#### [ACTION ITEM]
Below are the entries; tally the lines holding the string "LevelComplete" and give only that figure.

╭─ EXERCISE INPUTS

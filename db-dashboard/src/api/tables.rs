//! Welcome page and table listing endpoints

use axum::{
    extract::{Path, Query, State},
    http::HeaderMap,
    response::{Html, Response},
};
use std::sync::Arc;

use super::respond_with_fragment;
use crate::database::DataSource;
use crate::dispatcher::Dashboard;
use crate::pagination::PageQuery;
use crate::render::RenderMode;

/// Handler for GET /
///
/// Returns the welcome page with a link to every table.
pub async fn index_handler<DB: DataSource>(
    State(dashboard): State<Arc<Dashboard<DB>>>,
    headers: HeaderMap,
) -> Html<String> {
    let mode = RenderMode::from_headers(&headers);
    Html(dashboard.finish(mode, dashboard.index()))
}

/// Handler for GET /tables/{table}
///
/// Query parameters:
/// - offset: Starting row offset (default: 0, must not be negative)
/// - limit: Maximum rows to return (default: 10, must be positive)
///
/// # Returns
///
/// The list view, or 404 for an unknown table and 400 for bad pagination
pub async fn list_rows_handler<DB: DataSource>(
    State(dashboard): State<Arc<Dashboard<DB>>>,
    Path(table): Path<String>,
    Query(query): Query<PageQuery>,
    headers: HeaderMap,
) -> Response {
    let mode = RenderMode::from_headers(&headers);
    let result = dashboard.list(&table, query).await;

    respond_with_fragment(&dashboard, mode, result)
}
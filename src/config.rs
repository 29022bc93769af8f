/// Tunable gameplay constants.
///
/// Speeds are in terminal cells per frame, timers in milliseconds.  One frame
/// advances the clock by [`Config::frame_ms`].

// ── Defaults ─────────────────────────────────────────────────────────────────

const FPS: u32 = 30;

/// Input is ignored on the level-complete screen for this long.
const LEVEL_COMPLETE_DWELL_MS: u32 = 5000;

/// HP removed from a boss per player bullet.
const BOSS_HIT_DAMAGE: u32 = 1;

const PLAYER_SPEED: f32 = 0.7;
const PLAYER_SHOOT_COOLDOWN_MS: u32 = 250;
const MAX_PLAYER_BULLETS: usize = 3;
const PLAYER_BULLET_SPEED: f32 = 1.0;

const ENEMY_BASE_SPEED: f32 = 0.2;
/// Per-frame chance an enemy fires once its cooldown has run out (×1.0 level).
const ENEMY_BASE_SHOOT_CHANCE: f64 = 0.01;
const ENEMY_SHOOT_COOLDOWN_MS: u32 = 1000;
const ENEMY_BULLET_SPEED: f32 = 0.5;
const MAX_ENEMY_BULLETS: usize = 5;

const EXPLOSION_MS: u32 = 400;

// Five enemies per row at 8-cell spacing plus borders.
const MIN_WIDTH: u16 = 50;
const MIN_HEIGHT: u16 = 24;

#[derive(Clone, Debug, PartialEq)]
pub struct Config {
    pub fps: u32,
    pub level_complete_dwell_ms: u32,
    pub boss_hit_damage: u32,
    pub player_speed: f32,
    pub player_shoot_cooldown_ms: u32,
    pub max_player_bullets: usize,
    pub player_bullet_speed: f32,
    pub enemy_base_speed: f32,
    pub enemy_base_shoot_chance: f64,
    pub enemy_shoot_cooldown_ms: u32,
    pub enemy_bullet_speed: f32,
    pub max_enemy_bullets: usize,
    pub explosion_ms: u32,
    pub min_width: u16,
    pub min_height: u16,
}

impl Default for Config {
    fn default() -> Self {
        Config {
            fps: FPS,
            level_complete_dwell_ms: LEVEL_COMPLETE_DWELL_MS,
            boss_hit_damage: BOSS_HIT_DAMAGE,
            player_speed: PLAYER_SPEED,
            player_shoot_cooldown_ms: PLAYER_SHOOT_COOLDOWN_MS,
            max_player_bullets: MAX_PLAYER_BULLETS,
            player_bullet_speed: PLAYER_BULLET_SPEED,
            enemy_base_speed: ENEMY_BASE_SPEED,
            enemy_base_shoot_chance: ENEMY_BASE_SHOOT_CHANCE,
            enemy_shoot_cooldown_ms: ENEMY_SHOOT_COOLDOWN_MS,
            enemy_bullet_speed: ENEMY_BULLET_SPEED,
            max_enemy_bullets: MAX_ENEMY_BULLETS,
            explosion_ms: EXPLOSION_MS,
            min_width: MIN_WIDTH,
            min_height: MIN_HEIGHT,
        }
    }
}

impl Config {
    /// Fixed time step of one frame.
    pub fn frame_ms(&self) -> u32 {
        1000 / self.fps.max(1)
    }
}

╰─
╭─ EXERCISE INPUTS

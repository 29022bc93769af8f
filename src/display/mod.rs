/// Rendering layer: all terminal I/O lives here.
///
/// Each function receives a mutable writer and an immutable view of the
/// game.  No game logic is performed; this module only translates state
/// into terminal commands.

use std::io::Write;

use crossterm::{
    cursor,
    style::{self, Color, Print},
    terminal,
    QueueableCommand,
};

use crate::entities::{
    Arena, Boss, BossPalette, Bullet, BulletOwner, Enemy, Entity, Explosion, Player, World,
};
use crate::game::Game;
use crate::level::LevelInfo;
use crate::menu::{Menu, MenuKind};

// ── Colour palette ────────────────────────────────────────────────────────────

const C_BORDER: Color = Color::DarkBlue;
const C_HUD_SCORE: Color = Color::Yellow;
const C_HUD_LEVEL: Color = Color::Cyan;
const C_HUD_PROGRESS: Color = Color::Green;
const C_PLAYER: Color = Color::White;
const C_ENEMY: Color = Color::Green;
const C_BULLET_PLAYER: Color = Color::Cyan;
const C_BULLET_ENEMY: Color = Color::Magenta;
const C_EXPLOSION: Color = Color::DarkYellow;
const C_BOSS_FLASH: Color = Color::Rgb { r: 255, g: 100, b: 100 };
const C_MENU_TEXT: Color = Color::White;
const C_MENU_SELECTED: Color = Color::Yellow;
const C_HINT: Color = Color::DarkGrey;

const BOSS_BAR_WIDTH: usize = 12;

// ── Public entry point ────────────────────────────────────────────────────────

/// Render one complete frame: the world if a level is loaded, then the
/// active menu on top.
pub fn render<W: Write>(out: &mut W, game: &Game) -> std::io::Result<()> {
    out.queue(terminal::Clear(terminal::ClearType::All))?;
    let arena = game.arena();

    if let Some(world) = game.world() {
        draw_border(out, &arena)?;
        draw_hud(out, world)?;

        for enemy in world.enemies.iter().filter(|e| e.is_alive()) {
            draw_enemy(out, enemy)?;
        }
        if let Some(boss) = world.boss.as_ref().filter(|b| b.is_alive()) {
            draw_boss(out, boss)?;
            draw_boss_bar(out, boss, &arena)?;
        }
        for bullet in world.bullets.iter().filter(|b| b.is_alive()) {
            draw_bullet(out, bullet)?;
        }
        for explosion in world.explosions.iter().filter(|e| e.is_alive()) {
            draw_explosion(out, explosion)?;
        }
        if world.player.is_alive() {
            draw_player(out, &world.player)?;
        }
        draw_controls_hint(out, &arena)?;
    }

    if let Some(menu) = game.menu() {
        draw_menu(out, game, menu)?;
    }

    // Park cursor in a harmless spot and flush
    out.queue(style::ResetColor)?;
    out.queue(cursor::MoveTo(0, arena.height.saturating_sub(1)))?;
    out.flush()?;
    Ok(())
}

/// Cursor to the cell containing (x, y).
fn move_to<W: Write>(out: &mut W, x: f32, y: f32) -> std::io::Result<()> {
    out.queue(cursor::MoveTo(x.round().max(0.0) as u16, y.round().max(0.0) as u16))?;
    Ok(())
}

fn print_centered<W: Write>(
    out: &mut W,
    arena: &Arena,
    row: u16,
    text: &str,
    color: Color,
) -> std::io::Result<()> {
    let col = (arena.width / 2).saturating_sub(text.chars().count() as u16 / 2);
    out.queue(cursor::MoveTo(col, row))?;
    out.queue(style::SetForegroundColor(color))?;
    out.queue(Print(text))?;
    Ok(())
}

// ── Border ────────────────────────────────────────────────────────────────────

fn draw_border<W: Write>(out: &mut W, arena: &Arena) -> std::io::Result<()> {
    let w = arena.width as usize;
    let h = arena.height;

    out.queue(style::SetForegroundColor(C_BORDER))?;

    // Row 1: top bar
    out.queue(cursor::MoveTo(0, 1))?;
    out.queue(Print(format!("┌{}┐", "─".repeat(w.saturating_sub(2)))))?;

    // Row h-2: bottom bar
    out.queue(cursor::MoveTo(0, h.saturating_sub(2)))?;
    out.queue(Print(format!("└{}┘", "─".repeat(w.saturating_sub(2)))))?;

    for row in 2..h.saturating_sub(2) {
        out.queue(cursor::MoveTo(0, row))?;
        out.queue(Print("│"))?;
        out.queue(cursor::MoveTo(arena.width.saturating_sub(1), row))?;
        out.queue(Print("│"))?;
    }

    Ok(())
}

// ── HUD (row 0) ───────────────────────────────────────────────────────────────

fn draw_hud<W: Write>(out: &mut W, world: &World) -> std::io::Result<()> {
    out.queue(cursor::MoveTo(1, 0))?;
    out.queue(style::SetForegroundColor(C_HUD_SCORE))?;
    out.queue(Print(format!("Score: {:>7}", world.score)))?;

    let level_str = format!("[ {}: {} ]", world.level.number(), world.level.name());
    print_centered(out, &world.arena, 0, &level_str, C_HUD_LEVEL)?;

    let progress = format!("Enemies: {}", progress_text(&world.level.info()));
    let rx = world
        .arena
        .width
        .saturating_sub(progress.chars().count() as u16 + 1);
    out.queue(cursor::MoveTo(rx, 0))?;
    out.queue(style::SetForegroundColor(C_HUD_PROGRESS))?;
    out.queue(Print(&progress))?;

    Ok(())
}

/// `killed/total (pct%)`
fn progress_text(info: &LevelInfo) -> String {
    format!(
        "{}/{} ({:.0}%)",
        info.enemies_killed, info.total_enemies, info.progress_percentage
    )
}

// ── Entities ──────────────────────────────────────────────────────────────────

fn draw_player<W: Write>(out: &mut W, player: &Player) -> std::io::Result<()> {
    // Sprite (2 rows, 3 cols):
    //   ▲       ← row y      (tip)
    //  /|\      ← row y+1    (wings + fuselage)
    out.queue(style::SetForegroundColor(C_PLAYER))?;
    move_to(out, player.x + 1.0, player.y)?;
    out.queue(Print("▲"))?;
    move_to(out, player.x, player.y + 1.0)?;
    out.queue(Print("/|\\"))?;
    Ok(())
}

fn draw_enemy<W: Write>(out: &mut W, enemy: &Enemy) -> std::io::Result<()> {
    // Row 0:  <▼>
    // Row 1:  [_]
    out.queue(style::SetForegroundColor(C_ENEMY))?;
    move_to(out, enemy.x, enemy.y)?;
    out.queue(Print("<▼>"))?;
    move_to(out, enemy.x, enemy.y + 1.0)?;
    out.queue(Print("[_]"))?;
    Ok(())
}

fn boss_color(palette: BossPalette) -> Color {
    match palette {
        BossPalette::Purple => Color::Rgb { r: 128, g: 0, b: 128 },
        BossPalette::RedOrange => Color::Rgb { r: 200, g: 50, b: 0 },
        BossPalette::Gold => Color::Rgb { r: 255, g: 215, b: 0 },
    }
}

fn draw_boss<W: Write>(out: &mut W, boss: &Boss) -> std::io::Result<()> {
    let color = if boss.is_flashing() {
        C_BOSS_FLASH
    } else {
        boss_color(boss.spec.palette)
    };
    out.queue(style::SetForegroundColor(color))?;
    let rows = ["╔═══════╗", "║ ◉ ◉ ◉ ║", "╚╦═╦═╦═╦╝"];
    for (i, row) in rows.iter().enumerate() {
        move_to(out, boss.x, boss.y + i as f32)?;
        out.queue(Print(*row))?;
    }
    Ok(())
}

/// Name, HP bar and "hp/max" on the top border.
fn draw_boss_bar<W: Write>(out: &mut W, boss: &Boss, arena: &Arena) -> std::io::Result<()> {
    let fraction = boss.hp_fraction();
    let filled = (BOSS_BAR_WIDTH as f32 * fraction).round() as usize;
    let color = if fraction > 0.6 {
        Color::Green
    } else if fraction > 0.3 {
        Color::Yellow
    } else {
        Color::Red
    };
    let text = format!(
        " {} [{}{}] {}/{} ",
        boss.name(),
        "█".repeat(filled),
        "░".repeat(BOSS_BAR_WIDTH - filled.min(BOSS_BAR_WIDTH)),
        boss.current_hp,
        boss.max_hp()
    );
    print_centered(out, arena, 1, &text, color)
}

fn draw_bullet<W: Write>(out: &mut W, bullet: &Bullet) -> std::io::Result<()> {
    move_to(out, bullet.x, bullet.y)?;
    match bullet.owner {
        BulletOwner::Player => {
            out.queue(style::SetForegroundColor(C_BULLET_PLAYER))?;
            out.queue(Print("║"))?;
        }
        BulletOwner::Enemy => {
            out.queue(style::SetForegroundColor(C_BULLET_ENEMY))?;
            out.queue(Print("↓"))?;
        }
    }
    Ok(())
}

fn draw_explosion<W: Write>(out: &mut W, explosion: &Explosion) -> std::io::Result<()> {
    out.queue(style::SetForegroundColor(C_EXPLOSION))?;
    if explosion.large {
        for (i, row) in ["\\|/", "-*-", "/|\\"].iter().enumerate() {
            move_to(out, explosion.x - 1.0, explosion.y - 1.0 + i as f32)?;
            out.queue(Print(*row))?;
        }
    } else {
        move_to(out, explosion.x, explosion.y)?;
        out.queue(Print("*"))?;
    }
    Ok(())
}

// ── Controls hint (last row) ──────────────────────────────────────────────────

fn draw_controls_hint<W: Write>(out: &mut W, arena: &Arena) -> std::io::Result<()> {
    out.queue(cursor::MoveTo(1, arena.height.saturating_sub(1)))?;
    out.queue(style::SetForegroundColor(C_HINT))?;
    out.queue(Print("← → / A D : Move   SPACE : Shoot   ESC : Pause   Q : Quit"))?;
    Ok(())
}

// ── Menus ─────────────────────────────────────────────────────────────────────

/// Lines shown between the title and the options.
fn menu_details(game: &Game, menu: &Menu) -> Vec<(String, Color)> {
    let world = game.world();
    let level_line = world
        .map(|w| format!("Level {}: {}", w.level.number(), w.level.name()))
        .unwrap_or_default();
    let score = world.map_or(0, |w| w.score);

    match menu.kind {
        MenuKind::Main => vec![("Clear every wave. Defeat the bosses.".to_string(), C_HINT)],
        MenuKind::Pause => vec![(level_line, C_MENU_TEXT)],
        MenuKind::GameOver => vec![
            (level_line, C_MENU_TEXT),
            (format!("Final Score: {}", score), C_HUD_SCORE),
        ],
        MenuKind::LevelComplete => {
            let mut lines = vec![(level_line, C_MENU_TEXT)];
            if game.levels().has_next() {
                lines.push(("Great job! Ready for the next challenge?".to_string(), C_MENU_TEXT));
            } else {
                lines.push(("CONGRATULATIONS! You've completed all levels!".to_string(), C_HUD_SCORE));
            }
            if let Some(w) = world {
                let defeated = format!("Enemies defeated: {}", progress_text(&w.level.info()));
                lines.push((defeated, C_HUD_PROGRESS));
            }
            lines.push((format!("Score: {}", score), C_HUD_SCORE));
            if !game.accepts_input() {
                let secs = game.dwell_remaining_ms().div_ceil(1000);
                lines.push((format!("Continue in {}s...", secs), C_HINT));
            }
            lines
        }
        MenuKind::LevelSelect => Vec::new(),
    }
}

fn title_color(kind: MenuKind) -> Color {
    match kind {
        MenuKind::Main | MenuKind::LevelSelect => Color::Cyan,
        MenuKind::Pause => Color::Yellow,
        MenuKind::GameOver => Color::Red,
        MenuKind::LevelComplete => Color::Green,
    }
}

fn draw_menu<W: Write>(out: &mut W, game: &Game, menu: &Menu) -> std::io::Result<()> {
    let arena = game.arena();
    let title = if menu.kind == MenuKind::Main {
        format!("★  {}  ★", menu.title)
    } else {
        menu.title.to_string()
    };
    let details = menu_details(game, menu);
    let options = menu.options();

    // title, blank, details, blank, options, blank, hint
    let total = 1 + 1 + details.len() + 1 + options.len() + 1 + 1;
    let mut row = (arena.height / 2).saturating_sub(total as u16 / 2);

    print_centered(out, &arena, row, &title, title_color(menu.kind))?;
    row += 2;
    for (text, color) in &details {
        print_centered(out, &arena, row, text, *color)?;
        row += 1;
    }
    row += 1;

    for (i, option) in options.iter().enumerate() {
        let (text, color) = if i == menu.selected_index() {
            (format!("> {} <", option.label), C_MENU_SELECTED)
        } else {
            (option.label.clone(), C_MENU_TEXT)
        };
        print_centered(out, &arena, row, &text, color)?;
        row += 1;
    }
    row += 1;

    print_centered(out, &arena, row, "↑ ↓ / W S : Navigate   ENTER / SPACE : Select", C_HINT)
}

╰─
╭─ EXERCISE INPUTS

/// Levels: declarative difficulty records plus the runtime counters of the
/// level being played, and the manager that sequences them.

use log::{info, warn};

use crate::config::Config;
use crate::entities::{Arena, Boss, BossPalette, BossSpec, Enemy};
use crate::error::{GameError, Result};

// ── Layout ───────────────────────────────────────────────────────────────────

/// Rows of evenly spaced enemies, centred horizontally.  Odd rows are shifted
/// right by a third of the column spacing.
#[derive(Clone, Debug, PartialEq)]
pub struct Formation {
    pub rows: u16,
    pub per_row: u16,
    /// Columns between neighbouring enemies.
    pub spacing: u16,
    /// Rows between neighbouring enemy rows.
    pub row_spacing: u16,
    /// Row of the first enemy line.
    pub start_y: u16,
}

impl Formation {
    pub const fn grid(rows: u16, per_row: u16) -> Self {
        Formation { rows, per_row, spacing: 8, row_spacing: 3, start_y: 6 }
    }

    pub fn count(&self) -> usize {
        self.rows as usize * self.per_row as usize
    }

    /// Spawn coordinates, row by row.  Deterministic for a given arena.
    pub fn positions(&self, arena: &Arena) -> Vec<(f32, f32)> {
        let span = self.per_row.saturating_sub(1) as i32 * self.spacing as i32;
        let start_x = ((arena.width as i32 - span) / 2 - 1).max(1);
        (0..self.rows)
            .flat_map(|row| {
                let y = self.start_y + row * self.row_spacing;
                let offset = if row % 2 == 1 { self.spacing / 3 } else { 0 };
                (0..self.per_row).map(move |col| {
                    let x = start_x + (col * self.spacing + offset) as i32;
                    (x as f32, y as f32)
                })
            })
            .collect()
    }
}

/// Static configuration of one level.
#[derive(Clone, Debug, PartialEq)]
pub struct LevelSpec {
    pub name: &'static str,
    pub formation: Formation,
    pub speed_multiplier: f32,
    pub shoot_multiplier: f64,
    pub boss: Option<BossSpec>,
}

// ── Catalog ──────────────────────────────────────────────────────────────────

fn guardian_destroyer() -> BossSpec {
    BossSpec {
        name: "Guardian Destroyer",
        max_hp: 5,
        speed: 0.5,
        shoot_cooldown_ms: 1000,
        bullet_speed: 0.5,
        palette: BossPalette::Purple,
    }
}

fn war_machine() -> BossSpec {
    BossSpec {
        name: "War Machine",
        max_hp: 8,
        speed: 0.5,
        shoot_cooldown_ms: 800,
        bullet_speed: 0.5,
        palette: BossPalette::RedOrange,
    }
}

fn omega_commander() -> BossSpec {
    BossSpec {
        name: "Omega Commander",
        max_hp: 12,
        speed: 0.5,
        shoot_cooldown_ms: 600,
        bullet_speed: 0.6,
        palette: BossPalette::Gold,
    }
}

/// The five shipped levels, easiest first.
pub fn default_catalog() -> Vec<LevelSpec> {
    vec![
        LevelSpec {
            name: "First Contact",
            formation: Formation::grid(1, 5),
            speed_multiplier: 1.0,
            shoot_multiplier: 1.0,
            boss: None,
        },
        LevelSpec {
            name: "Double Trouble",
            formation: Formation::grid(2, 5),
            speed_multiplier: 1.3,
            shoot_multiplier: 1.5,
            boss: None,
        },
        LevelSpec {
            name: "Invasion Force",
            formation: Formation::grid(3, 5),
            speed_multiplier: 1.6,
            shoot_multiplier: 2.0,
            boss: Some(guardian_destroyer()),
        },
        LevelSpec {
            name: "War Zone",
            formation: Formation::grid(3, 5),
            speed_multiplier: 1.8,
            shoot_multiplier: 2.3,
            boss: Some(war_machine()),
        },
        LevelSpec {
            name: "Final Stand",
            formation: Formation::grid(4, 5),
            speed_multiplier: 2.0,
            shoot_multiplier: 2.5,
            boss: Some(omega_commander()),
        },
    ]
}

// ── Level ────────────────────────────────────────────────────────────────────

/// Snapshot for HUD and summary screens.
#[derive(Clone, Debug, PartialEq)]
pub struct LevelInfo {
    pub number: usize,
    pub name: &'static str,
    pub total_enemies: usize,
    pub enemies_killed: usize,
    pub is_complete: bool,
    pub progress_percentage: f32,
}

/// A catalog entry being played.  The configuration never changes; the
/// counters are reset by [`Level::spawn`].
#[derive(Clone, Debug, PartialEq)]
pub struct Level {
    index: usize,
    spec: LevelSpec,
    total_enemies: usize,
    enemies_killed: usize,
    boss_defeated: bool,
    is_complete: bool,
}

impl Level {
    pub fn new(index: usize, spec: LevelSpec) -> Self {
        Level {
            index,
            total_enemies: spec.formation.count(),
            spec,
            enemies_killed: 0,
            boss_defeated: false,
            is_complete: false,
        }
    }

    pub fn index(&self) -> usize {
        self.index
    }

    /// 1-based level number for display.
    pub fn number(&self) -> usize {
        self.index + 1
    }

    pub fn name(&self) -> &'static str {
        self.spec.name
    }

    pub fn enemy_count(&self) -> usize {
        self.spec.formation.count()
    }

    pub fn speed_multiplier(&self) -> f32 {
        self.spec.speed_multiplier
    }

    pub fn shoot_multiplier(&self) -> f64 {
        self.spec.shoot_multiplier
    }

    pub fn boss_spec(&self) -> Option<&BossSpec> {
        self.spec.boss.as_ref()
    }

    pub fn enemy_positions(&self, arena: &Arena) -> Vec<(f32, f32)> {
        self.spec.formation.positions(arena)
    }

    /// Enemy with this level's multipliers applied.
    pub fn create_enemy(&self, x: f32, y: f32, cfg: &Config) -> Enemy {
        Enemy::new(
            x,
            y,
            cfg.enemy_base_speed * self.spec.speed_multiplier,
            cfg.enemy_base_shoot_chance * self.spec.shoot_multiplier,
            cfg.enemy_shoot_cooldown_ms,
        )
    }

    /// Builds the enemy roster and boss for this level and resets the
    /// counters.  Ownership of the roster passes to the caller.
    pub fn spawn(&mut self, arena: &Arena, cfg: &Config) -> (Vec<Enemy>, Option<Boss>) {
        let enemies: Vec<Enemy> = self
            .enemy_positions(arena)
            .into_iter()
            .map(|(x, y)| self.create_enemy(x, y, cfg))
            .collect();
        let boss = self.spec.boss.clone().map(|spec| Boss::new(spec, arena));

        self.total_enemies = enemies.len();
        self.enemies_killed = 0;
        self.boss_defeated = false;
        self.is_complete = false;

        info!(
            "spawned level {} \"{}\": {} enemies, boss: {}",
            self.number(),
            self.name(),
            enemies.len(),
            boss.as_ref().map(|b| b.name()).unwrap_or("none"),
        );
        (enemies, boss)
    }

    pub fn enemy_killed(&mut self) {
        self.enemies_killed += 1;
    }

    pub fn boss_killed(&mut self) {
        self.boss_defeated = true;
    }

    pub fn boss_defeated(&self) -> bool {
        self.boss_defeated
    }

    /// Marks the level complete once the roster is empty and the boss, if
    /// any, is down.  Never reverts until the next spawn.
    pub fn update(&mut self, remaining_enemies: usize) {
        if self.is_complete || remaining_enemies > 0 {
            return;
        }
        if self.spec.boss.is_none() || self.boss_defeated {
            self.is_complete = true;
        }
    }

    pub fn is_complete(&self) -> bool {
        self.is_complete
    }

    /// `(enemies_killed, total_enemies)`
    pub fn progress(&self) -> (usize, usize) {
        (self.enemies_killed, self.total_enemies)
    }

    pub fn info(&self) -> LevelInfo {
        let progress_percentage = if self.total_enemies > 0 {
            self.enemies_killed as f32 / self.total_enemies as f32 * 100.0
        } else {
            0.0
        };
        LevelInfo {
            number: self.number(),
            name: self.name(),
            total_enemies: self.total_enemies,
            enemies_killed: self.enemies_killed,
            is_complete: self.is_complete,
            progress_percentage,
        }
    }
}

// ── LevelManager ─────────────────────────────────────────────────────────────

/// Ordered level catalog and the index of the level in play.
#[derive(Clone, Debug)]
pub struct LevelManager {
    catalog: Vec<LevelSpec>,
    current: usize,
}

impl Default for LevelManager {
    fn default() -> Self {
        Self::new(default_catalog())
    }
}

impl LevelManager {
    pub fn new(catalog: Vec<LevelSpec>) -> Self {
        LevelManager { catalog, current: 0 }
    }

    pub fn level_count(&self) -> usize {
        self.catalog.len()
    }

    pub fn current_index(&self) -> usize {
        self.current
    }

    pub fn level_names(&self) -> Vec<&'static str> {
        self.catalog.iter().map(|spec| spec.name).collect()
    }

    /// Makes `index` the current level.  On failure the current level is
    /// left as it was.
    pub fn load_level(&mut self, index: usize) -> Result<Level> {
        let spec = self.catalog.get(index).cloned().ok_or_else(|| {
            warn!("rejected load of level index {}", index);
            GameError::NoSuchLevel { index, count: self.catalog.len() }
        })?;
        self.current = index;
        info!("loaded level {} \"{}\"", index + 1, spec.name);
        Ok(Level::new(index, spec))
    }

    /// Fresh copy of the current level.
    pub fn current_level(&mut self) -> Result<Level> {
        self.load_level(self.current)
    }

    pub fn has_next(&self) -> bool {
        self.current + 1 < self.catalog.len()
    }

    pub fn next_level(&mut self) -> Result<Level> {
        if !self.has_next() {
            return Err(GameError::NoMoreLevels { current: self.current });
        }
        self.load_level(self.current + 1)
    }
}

╰─

#### [EXERCISE SOLUTION]
2